TASK GOAL: Find the lines below in which the string "version" occurs. Copy each one.

GIVEN ENTRIES:
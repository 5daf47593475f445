//! Export handlers

use axum::{
    extract::{Path, Query, State},
    http::header,
    response::{IntoResponse, Response},
};
use serde::{Deserialize, Serialize};

use crate::export::{export, ExportFormat};
use crate::models::{Collection, Record};
use crate::{AppResult, AppState};

#[derive(Debug, Deserialize, Default)]
pub struct ExportParams {
    pub version: Option<i32>,
    #[serde(default)]
    pub format: ExportFormat,
}

/// Serialize `items` and wrap them as a file download
pub fn download<T: Serialize>(items: &[T], format: ExportFormat, stem: &str) -> AppResult<Response> {
    let body = export(items, format)?;
    let disposition = format!("attachment; filename=\"{}.{}\"", stem, format.extension());

    Ok((
        [
            (header::CONTENT_TYPE, format.content_type().to_string()),
            (header::CONTENT_DISPOSITION, disposition),
        ],
        body,
    )
        .into_response())
}

/// Download a collection (optionally one version) as CSV or JSON
pub async fn collection(
    State(state): State<AppState>,
    Path(collection): Path<String>,
    Query(params): Query<ExportParams>,
) -> AppResult<Response> {
    let collection: Collection = collection.parse()?;
    let records: Vec<Record> = state
        .loader
        .fetch(collection, params.version)
        .await?
        .into_iter()
        .map(|r| r.record)
        .collect();

    let stem = match params.version {
        Some(v) => format!("{}-v{}", collection, v),
        None => collection.to_string(),
    };
    download(&records, params.format, &stem)
}
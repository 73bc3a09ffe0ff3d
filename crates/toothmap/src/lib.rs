//! Label the teeth of a dental chart SVG.
//!
//! Each `<path>` is reduced to one anchor point (the target of its first move
//! command), mapped through the chart's group transform, sorted into an upper
//! and a lower row and given a `tooth-N` id following universal numbering.

use std::path::PathBuf;

use anyhow::{Context, Result};
use glam::DVec2;
use toothmap_svg::SvgDocument;

pub mod anchor;
pub mod report;
pub mod rows;
pub mod shapes;
pub mod transform;

pub use report::{Assignment, LabelReport, Warning};
pub use rows::{Row, SplitPolicy, ToothId};
pub use transform::AffineTransform;

/// Chart labeled when no file is given
pub const DEFAULT_CHART_PATH: &str = "public/dental_chart-01.svg";

#[derive(Debug, Clone)]
pub struct LabelConfig {
    pub input: PathBuf,
    /// Where to write the result; the input is overwritten when `None`
    pub output: Option<PathBuf>,
    pub dry_run: bool,
}

impl Default for LabelConfig {
    fn default() -> Self {
        Self {
            input: PathBuf::from(DEFAULT_CHART_PATH),
            output: None,
            dry_run: false,
        }
    }
}

impl LabelConfig {
    pub fn output_path(&self) -> &std::path::Path {
        self.output.as_deref().unwrap_or(&self.input)
    }
}

/// Assign `tooth-N` ids to every path of `doc`, overwriting their `id`
/// attributes in place.
pub fn label_document(doc: &mut SvgDocument) -> LabelReport {
    let mut warnings = Vec::new();

    let located = transform::locate_transform(doc);
    match located {
        Some(t) => log::debug!("Using group transform {t}"),
        None => warnings.push(Warning::TransformNotFound),
    }
    let transform = located.unwrap_or_default();

    let found = shapes::locate_shapes(doc);
    let path_count = found.len();
    log::debug!("Found {path_count} paths");
    if path_count != rows::TOOTH_COUNT {
        warnings.push(Warning::UnexpectedShapeCount { found: path_count });
    }

    let mut shapes = Vec::with_capacity(found.len());
    let mut positions = Vec::with_capacity(found.len());
    for shape in found {
        let Some(d) = shape.path_data.as_deref() else {
            warnings.push(Warning::MissingPathData { id: shape.id });
            continue;
        };
        let anchor = anchor::extract_anchor(d).unwrap_or_else(|| {
            warnings.push(Warning::AnchorDefaulted {
                id: shape.id.clone(),
            });
            DVec2::ZERO
        });
        positions.push(transform.map(anchor));
        shapes.push(shape);
    }

    if shapes.is_empty() {
        warnings.push(Warning::NoShapes);
        return LabelReport {
            path_count,
            transform: located,
            policy: None,
            assignments: Vec::new(),
            warnings,
        };
    }

    let split = rows::partition(&positions);
    log::debug!(
        "Row split {:?}: {} top, {} bottom",
        split.policy,
        split.top.len(),
        split.bottom.len()
    );

    let assignments = rows::assign_labels(&split, &positions)
        .into_iter()
        .map(|label| {
            let shape = &shapes[label.index];
            if let Some(el) = doc.element_mut(shape.node) {
                el.set_attr("id", label.tooth.to_string());
            }
            Assignment {
                node: shape.node,
                previous_id: shape.id.clone(),
                tooth: label.tooth,
                row: label.row,
                position: positions[label.index],
            }
        })
        .collect();

    LabelReport {
        path_count,
        transform: located,
        policy: Some(split.policy),
        assignments,
        warnings,
    }
}

/// A labeled chart that has not been written back yet
#[derive(Debug)]
pub struct LabeledChart {
    pub document: SvgDocument,
    pub report: LabelReport,
}

/// Load the chart named by `config` and label it in memory.
pub fn label_chart(config: &LabelConfig) -> Result<LabeledChart> {
    let mut document = SvgDocument::load(&config.input)
        .with_context(|| format!("Failed to load chart {:?}", config.input))?;
    let report = label_document(&mut document);
    Ok(LabeledChart { document, report })
}

impl LabeledChart {
    /// Write the chart to the configured output, or nothing on a dry run.
    pub fn save(&self, config: &LabelConfig) -> Result<()> {
        if config.dry_run {
            log::debug!("Dry run, not writing {:?}", config.output_path());
            return Ok(());
        }
        self.document
            .save(config.output_path())
            .with_context(|| format!("Failed to save chart {:?}", config.output_path()))
    }
}

/// Load the chart, label it and write it back (unless `dry_run`).
pub fn run(config: &LabelConfig) -> Result<LabelReport> {
    let chart = label_chart(config)?;
    chart.save(config)?;
    Ok(chart.report)
}
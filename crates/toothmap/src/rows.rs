//! Splitting shapes into the upper and lower rows of the chart and numbering
//! them.
//!
//! Universal numbering runs left to right along the top row (1..16) and then
//! back right to left along the bottom row (17..32), so the leftmost shape of
//! the bottom row is 32.

use std::cmp::Ordering;
use std::fmt;

use glam::DVec2;

pub const TEETH_PER_ROW: usize = 16;
pub const TOOTH_COUNT: usize = 2 * TEETH_PER_ROW;

#[derive(Debug, Clone, Copy, PartialEq, Eq, Hash)]
pub enum Row {
    Top,
    Bottom,
}

impl fmt::Display for Row {
    fn fmt(&self, f: &mut fmt::Formatter<'_>) -> fmt::Result {
        match self {
            Row::Top => write!(f, "top"),
            Row::Bottom => write!(f, "bottom"),
        }
    }
}

#[derive(Debug, Clone, Copy, PartialEq)]
pub enum SplitPolicy {
    /// Exactly [`TOOTH_COUNT`] shapes: the 16 highest form the top row.
    Halves,
    /// Any other count: shapes above the mean y form the top row.
    MeanSplit { mean_y: f64 },
}

/// Shape indices per row, each in ascending y order
#[derive(Debug, Clone, PartialEq)]
pub struct RowSplit {
    pub top: Vec<usize>,
    pub bottom: Vec<usize>,
    pub policy: SplitPolicy,
}

/// `tooth-N` identifier.
///
/// Under the mean-split fallback a row can hold more than 16 shapes, so the
/// number may leave 1..=32 (and even reach zero or below); it is formatted
/// as-is.
#[derive(Debug, Clone, Copy, PartialEq, Eq, Hash, PartialOrd, Ord)]
pub struct ToothId(i64);

impl ToothId {
    pub fn number(&self) -> i64 {
        self.0
    }
}

impl fmt::Display for ToothId {
    fn fmt(&self, f: &mut fmt::Formatter<'_>) -> fmt::Result {
        write!(f, "tooth-{}", self.0)
    }
}

/// Label chosen for the shape at `index`
#[derive(Debug, Clone, Copy, PartialEq)]
pub struct RowLabel {
    pub index: usize,
    pub row: Row,
    pub tooth: ToothId,
}

/// Split mapped positions into two rows. Smaller y is higher on screen.
pub fn partition(positions: &[DVec2]) -> RowSplit {
    let mut by_y: Vec<usize> = (0..positions.len()).collect();
    by_y.sort_by(|&a, &b| compare(positions[a].y, positions[b].y));

    if positions.len() == TOOTH_COUNT {
        let bottom = by_y.split_off(TEETH_PER_ROW);
        return RowSplit {
            top: by_y,
            bottom,
            policy: SplitPolicy::Halves,
        };
    }

    let mean_y = if positions.is_empty() {
        0.0
    } else {
        positions.iter().map(|p| p.y).sum::<f64>() / positions.len() as f64
    };
    let (top, bottom): (Vec<usize>, Vec<usize>) = by_y
        .into_iter()
        .partition(|&i| positions[i].y < mean_y);

    RowSplit {
        top,
        bottom,
        policy: SplitPolicy::MeanSplit { mean_y },
    }
}

/// Number both rows left to right: the top row counts up from 1, the bottom
/// row counts down from 32. Top row labels come first in the result.
pub fn assign_labels(split: &RowSplit, positions: &[DVec2]) -> Vec<RowLabel> {
    let mut labels = Vec::with_capacity(split.top.len() + split.bottom.len());

    for (rank, index) in sorted_by_x(&split.top, positions).into_iter().enumerate() {
        labels.push(RowLabel {
            index,
            row: Row::Top,
            tooth: ToothId(rank as i64 + 1),
        });
    }
    for (rank, index) in sorted_by_x(&split.bottom, positions).into_iter().enumerate() {
        labels.push(RowLabel {
            index,
            row: Row::Bottom,
            tooth: ToothId(TOOTH_COUNT as i64 - rank as i64),
        });
    }

    labels
}

// Stable, so equal x keeps the incoming (y) order
fn sorted_by_x(indices: &[usize], positions: &[DVec2]) -> Vec<usize> {
    let mut sorted = indices.to_vec();
    sorted.sort_by(|&a, &b| compare(positions[a].x, positions[b].x));
    sorted
}

// Signed zeros compare equal so they keep their incoming order
fn compare(a: f64, b: f64) -> Ordering {
    a.partial_cmp(&b).unwrap_or(Ordering::Equal)
}
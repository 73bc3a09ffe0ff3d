use toothmap_svg::{NodeId, SvgDocument};

/// A `<path>` in the chart, addressed by handle so labels are written back
/// into the document it came from.
#[derive(Debug, Clone, PartialEq)]
pub struct Shape {
    pub node: NodeId,
    /// Identifier before labeling
    pub id: Option<String>,
    /// Shape-description (`d`) attribute
    pub path_data: Option<String>,
}

/// All paths in document order, namespaced ones preferred.
pub fn locate_shapes(doc: &SvgDocument) -> Vec<Shape> {
    doc.find_svg_elements("path")
        .into_iter()
        .filter_map(|node| {
            let el = doc.element(node)?;
            Some(Shape {
                node,
                id: el.attr("id").map(str::to_string),
                path_data: el.attr("d").map(str::to_string),
            })
        })
        .collect()
}
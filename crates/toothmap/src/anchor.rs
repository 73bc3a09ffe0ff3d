use glam::DVec2;
use once_cell::sync::Lazy;
use regex::Regex;

// A move command followed by its first x,y operand pair. Operands are plain
// decimals with an optional minus and exactly one separator character.
static FIRST_MOVE: Lazy<Regex> =
    Lazy::new(|| Regex::new(r"[Mm]\s*(-?[\d.]+)[,\s](-?[\d.]+)").unwrap());

/// Representative point of a path: the target of its first move command.
///
/// This is an approximation. It is only meaningful for compact shapes whose
/// first sub-path is the main outline, and a relative `m` is read as if it
/// were absolute (which it is when it starts the path). Returns `None` when
/// no move command with two numeric operands can be found.
pub fn extract_anchor(d: &str) -> Option<DVec2> {
    let caps = FIRST_MOVE.captures(d)?;
    let x = caps[1].parse().ok()?;
    let y = caps[2].parse().ok()?;
    Some(DVec2::new(x, y))
}
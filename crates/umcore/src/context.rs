// SPDX-License-Identifier: Apache-2.0 OR MIT
// Copyright (c) 2025-2026 naskel.com

//! Injected context objects.
//!
//! The original globals of a BTS core (clock, band, BSIC, LAI, SIP
//! interface addresses) live in two explicit structs handed to each
//! subsystem at construction. Lifecycle: build the context, start the
//! subsystems, stop the subsystems, drop the context.

use crate::config::Config;
use crate::gsm::time::BtsClock;
use std::sync::Arc;

/// GSM frequency bands with distinct power-control tables (GSM 05.05 4.1.1).
#[derive(Debug, Clone, Copy, PartialEq, Eq)]
pub enum Band {
    Gsm850,
    Egsm900,
    Dcs1800,
    Pcs1900,
}

impl Band {
    pub fn from_config(cfg: &Config) -> Band {
        match cfg.get_num("GSM.Radio.Band") {
            850 => Band::Gsm850,
            1800 => Band::Dcs1800,
            1900 => Band::Pcs1900,
            _ => Band::Egsm900,
        }
    }
}

/// Location area identity broadcast by this cell.
#[derive(Debug, Clone)]
pub struct Lai {
    pub mcc: u16,
    pub mnc: u16,
    pub lac: u16,
    pub cell_id: u16,
}

/// Shared state of one BTS: the frame clock and the cell identity.
///
/// Cheap to clone behind an `Arc`; every L1 component holds one.
pub struct BtsContext {
    pub config: Arc<Config>,
    pub clock: BtsClock,
    pub band: Band,
    /// Base station identity code: NCC (3 bits) << 3 | BCC (3 bits).
    pub bsic: u8,
    pub lai: Lai,
    shutdown: std::sync::atomic::AtomicBool,
}

impl BtsContext {
    pub fn new(config: Arc<Config>, bsic: u8, lai: Lai) -> Arc<Self> {
        let band = Band::from_config(&config);
        Arc::new(BtsContext {
            config,
            clock: BtsClock::new(),
            band,
            bsic: bsic & 0x3f,
            lai,
            shutdown: std::sync::atomic::AtomicBool::new(false),
        })
    }

    /// Base station color code, also used as the training sequence code.
    pub fn bcc(&self) -> u8 {
        self.bsic & 0x07
    }

    pub fn bsic(&self) -> u8 {
        self.bsic
    }

    /// True once `stop()` has been called; service loops poll this.
    pub fn shutting_down(&self) -> bool {
        self.shutdown.load(std::sync::atomic::Ordering::Relaxed)
    }

    /// Ask every service thread to wind down.
    pub fn stop(&self) {
        self.shutdown
            .store(true, std::sync::atomic::Ordering::Relaxed);
        log::info!("[BtsContext] shutdown requested");
    }
}

#[cfg(test)]
pub(crate) fn test_context() -> Arc<BtsContext> {
    BtsContext::new(
        Arc::new(Config::new()),
        0x3a,
        Lai {
            mcc: 1,
            mnc: 1,
            lac: 1000,
            cell_id: 10,
        },
    )
}

#[cfg(test)]
mod tests {
    use super::*;

    #[test]
    fn test_bsic_split() {
        let ctx = test_context();
        assert_eq!(ctx.bsic(), 0x3a);
        assert_eq!(ctx.bcc(), 0x02);
    }
}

ANSWER AREA:
    pub version: Option<i32>,
/// Download a collection (optionally one version) as CSV or JSON
        .fetch(collection, params.version)
    let stem = match params.version {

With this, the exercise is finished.